作者
Julien P. N. Papillon,Katsumasa Nakajima,Christopher D. Adair,Jonathan Hempel,Andriana O. Jouk,Rajeshri G. Karki,Simon Mathieu,Henrik Möbitz,Rukundo Ntaganda,Troy Smith,Michaël Visser,Susan E. Hill,Felipe K. Hurtado,Gregg Chenail,Hyo-eun C. Bhang,Anka Bric,Kay X. Xiang,Geoffrey Bushold,Tamara J. Gilbert,Anthony Vattay,Julie Dooley,Emily Costa,Isabel Park,Ailing Li,David Farley,Eugen Lounkine,Qingxia Yue,Xin Xie,Xiaoping Zhu,Raviraj Kulathila,Daniel King,Tiancen Hu,Katarina Vulic,John Cantwell,Catherine A. Luu,Zainab Jagani
摘要
SWI/SNF-related, matrix-associated, actin-dependent regulator of chromatin subfamily A member 2 (SMARCA2), also known as Brahma homologue (BRM), is a Snf2-family DNA-dependent ATPase.

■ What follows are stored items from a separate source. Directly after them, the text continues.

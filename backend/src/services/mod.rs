//! Business logic services for the Coffee Tasting API

pub mod coffee;
pub mod flavor_tag;
pub mod recommendation;
pub mod roaster;
pub mod tasting;

pub use coffee::CoffeeService;
pub use flavor_tag::FlavorTagService;
pub use recommendation::RecommendationService;
pub use roaster::RoasterService;
pub use tasting::TastingService;
use std::collections::HashMap;

use sqlx::PgConnection;
use uuid::Uuid;

use shared::schemas::{TastingNoteCreate, TastingSessionCreate, TastingSessionUpdate};

use super::base::Repository;
use super::flavor_tag::FlavorTagRepository;
use crate::error::AppResult;
use crate::models::{TastingNoteRow, TastingSessionRow};

pub type TastingRepository = Repository<TastingSessionRow>;

/// Upper bound on the history loaded for taste profiles and analysis
pub const USER_HISTORY_LIMIT: i64 = 1000;

/// Session columns joined with coffee and roaster names
const SESSION_SELECT: &str = r#"
    SELECT ts.id, ts.coffee_id, ts.user_id, ts.brew_method, ts.grind_size,
           ts.coffee_dose, ts.water_amount, ts.water_temperature, ts.brew_time,
           ts.grinder, ts.brewing_device, ts.filter_type, ts.session_notes,
           ts.overall_rating, ts.would_buy_again,
           ts.created_by, ts.updated_by, ts.deleted_by, ts.deleted_at,
           ts.created_at, ts.updated_at,
           c.name AS coffee_name, r.name AS roaster_name
    FROM tasting_session ts
    JOIN coffee c ON c.id = ts.coffee_id
    JOIN roaster r ON r.id = c.roaster_id
"#;

/// Note columns joined with the flavor tag; expects the note aliased as `tn`
const NOTE_COLUMNS: &str = r#"
    tn.id, tn.tasting_session_id, tn.intensity, tn.notes,
    tn.aroma, tn.flavor, tn.aftertaste, tn.created_at, tn.updated_at,
    ft.id AS tag_id, ft.name AS tag_name, ft.category AS tag_category,
    ft.description AS tag_description, ft.created_at AS tag_created_at,
    ft.updated_at AS tag_updated_at
"#;

impl Repository<TastingSessionRow> {
    /// The user's sessions, newest first
    pub async fn get_by_user_id(
        &self,
        user_id: &str,
        skip: i64,
        limit: i64,
    ) -> AppResult<Vec<TastingSessionRow>> {
        let sql = format!(
            "{} WHERE ts.user_id = $1 AND ts.deleted_at IS NULL \
             ORDER BY ts.created_at DESC, ts.id OFFSET $2 LIMIT $3",
            SESSION_SELECT
        );

        let rows = sqlx::query_as::<_, TastingSessionRow>(&sql)
            .bind(user_id)
            .bind(skip)
            .bind(limit)
            .fetch_all(&self.db)
            .await?;

        Ok(rows)
    }

    /// The user's most recent sessions, newest first, capped at `USER_HISTORY_LIMIT`
    pub async fn get_all_by_user_id(&self, user_id: &str) -> AppResult<Vec<TastingSessionRow>> {
        let sql = format!(
            "{} WHERE ts.user_id = $1 AND ts.deleted_at IS NULL \
             ORDER BY ts.created_at DESC, ts.id LIMIT $2",
            SESSION_SELECT
        );

        let rows = sqlx::query_as::<_, TastingSessionRow>(&sql)
            .bind(user_id)
            .bind(USER_HISTORY_LIMIT)
            .fetch_all(&self.db)
            .await?;

        Ok(rows)
    }

    pub async fn count_by_user(&self, user_id: &str) -> AppResult<i64> {
        let count: i64 = sqlx::query_scalar(
            "SELECT COUNT(*) FROM tasting_session WHERE user_id = $1 AND deleted_at IS NULL",
        )
        .bind(user_id)
        .fetch_one(&self.db)
        .await?;

        Ok(count)
    }

    /// Session with coffee/roaster names
    pub async fn get_joined(&self, id: Uuid) -> AppResult<Option<TastingSessionRow>> {
        let sql = format!("{} WHERE ts.id = $1 AND ts.deleted_at IS NULL", SESSION_SELECT);

        let row = sqlx::query_as::<_, TastingSessionRow>(&sql)
            .bind(id)
            .fetch_optional(&self.db)
            .await?;

        Ok(row)
    }

    /// Session with its notes
    pub async fn get_with_notes(
        &self,
        id: Uuid,
    ) -> AppResult<Option<(TastingSessionRow, Vec<TastingNoteRow>)>> {
        let Some(session) = self.get_joined(id).await? else {
            return Ok(None);
        };

        let mut notes = self.notes_for(&[id]).await?;
        let notes = notes.remove(&id).unwrap_or_default();
        Ok(Some((session, notes)))
    }

    /// Notes for each session, keyed by session id, in one query
    pub async fn notes_for(
        &self,
        session_ids: &[Uuid],
    ) -> AppResult<HashMap<Uuid, Vec<TastingNoteRow>>> {
        if session_ids.is_empty() {
            return Ok(HashMap::new());
        }

        let sql = format!(
            r#"
            SELECT {}
            FROM tasting_note tn
            JOIN flavortag ft ON ft.id = tn.flavor_tag_id
            WHERE tn.tasting_session_id = ANY($1) AND tn.deleted_at IS NULL
            ORDER BY tn.created_at, tn.id
            "#,
            NOTE_COLUMNS
        );

        let rows = sqlx::query_as::<_, TastingNoteRow>(&sql)
            .bind(session_ids)
            .fetch_all(&self.db)
            .await?;

        let mut grouped: HashMap<Uuid, Vec<TastingNoteRow>> = HashMap::new();
        for row in rows {
            grouped.entry(row.tasting_session_id).or_default().push(row);
        }
        Ok(grouped)
    }

    /// Insert a session and its notes in one transaction; returns the new id
    pub async fn create_with_notes(
        &self,
        input: &TastingSessionCreate,
        user_id: &str,
    ) -> AppResult<Uuid> {
        let mut tx = self.db.begin().await?;

        let id: Uuid = sqlx::query_scalar(
            r#"
            INSERT INTO tasting_session (
                coffee_id, user_id, brew_method, grind_size, coffee_dose, water_amount,
                water_temperature, brew_time, grinder, brewing_device, filter_type,
                session_notes, overall_rating, would_buy_again, created_by
            )
            VALUES ($1, $2, $3, $4, $5, $6, $7, $8, $9, $10, $11, $12, $13, $14, $2)
            RETURNING id
            "#,
        )
        .bind(input.coffee_id)
        .bind(user_id)
        .bind(input.brew_method)
        .bind(input.grind_size)
        .bind(input.coffee_dose)
        .bind(input.water_amount)
        .bind(input.water_temperature)
        .bind(&input.brew_time)
        .bind(&input.grinder)
        .bind(&input.brewing_device)
        .bind(&input.filter_type)
        .bind(&input.session_notes)
        .bind(input.overall_rating)
        .bind(input.would_buy_again)
        .fetch_one(&mut *tx)
        .await?;

        for note in &input.tasting_notes {
            Self::insert_note(&mut *tx, id, note, user_id).await?;
        }

        tx.commit().await?;

        tracing::info!(%id, user_id, notes = input.tasting_notes.len(), "Created tasting session");
        Ok(id)
    }

    /// Apply the provided fields to a session
    pub async fn update(
        &self,
        id: Uuid,
        input: &TastingSessionUpdate,
        user_id: &str,
    ) -> AppResult<bool> {
        let result = sqlx::query(
            r#"
            UPDATE tasting_session
            SET coffee_id = COALESCE($2, coffee_id),
                brew_method = COALESCE($3, brew_method),
                grind_size = COALESCE($4, grind_size),
                coffee_dose = COALESCE($5, coffee_dose),
                water_amount = COALESCE($6, water_amount),
                water_temperature = COALESCE($7, water_temperature),
                brew_time = COALESCE($8, brew_time),
                grinder = COALESCE($9, grinder),
                brewing_device = COALESCE($10, brewing_device),
                filter_type = COALESCE($11, filter_type),
                session_notes = COALESCE($12, session_notes),
                overall_rating = COALESCE($13, overall_rating),
                would_buy_again = COALESCE($14, would_buy_again),
                updated_by = $15,
                updated_at = NOW()
            WHERE id = $1 AND deleted_at IS NULL
            "#,
        )
        .bind(id)
        .bind(input.coffee_id)
        .bind(input.brew_method)
        .bind(input.grind_size)
        .bind(input.coffee_dose)
        .bind(input.water_amount)
        .bind(input.water_temperature)
        .bind(&input.brew_time)
        .bind(&input.grinder)
        .bind(&input.brewing_device)
        .bind(&input.filter_type)
        .bind(&input.session_notes)
        .bind(input.overall_rating)
        .bind(input.would_buy_again)
        .bind(user_id)
        .execute(&self.db)
        .await?;

        let updated = result.rows_affected() > 0;
        if updated {
            tracing::info!(%id, user_id, "Updated tasting session");
        }
        Ok(updated)
    }

    /// Attach one note to an existing session
    pub async fn add_note(
        &self,
        session_id: Uuid,
        note: &TastingNoteCreate,
        user_id: &str,
    ) -> AppResult<TastingNoteRow> {
        let mut tx = self.db.begin().await?;
        let row = Self::insert_note(&mut *tx, session_id, note, user_id).await?;
        tx.commit().await?;

        tracing::info!(id = %row.id, %session_id, user_id, "Added tasting note");
        Ok(row)
    }

    async fn insert_note(
        conn: &mut PgConnection,
        session_id: Uuid,
        note: &TastingNoteCreate,
        user_id: &str,
    ) -> AppResult<TastingNoteRow> {
        let tag =
            FlavorTagRepository::find_or_create_by_name(&mut *conn, &note.flavor_name, user_id)
                .await?;

        let sql = format!(
            r#"
            WITH tn AS (
                INSERT INTO tasting_note (
                    tasting_session_id, flavor_tag_id, intensity, notes,
                    aroma, flavor, aftertaste, created_by
                )
                VALUES ($1, $2, $3, $4, $5, $6, $7, $8)
                RETURNING *
            )
            SELECT {}
            FROM tn
            JOIN flavortag ft ON ft.id = tn.flavor_tag_id
            "#,
            NOTE_COLUMNS
        );

        let row = sqlx::query_as::<_, TastingNoteRow>(&sql)
            .bind(session_id)
            .bind(tag.id)
            .bind(note.intensity)
            .bind(&note.notes)
            .bind(note.aroma)
            .bind(note.flavor)
            .bind(note.aftertaste)
            .bind(user_id)
            .fetch_one(&mut *conn)
            .await?;

        Ok(row)
    }

    /// Hard delete a session owned by the user; notes cascade.
    ///
    /// Returns false when no such session belongs to the user.
    pub async fn delete_by_id(&self, id: Uuid, user_id: &str) -> AppResult<bool> {
        let result = sqlx::query("DELETE FROM tasting_session WHERE id = $1 AND user_id = $2")
            .bind(id)
            .bind(user_id)
            .execute(&self.db)
            .await?;

        let deleted = result.rows_affected() > 0;
        if deleted {
            tracing::info!(%id, user_id, "Deleted tasting session");
        }
        Ok(deleted)
    }
}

BRM and its close homologue Brahma-related gene 1 (BRG1), also known as SMARCA4, are mutually exclusive ATPases of the large ATP-dependent SWI/SNF chromatin-remodeling complexes involved in transcriptional regulation of gene expression. No small molecules have been reported that modulate SWI/SNF chromatin-remodeling activity via inhibition of its ATPase activity, an important goal given the well-established dependence of BRG1-deficient cancers on BRM. Here, we describe allosteric dual BRM and BRG1 inhibitors that downregulate BRM-dependent gene expression and show antiproliferative activity in a BRG1-mutant-lung-tumor xenograft model upon oral administration. These compounds represent useful tools for understanding the functions of BRM in BRG1-loss-of-function settings and should enable probing the role of SWI/SNF functions more broadly in different cancer contexts and those of other diseases.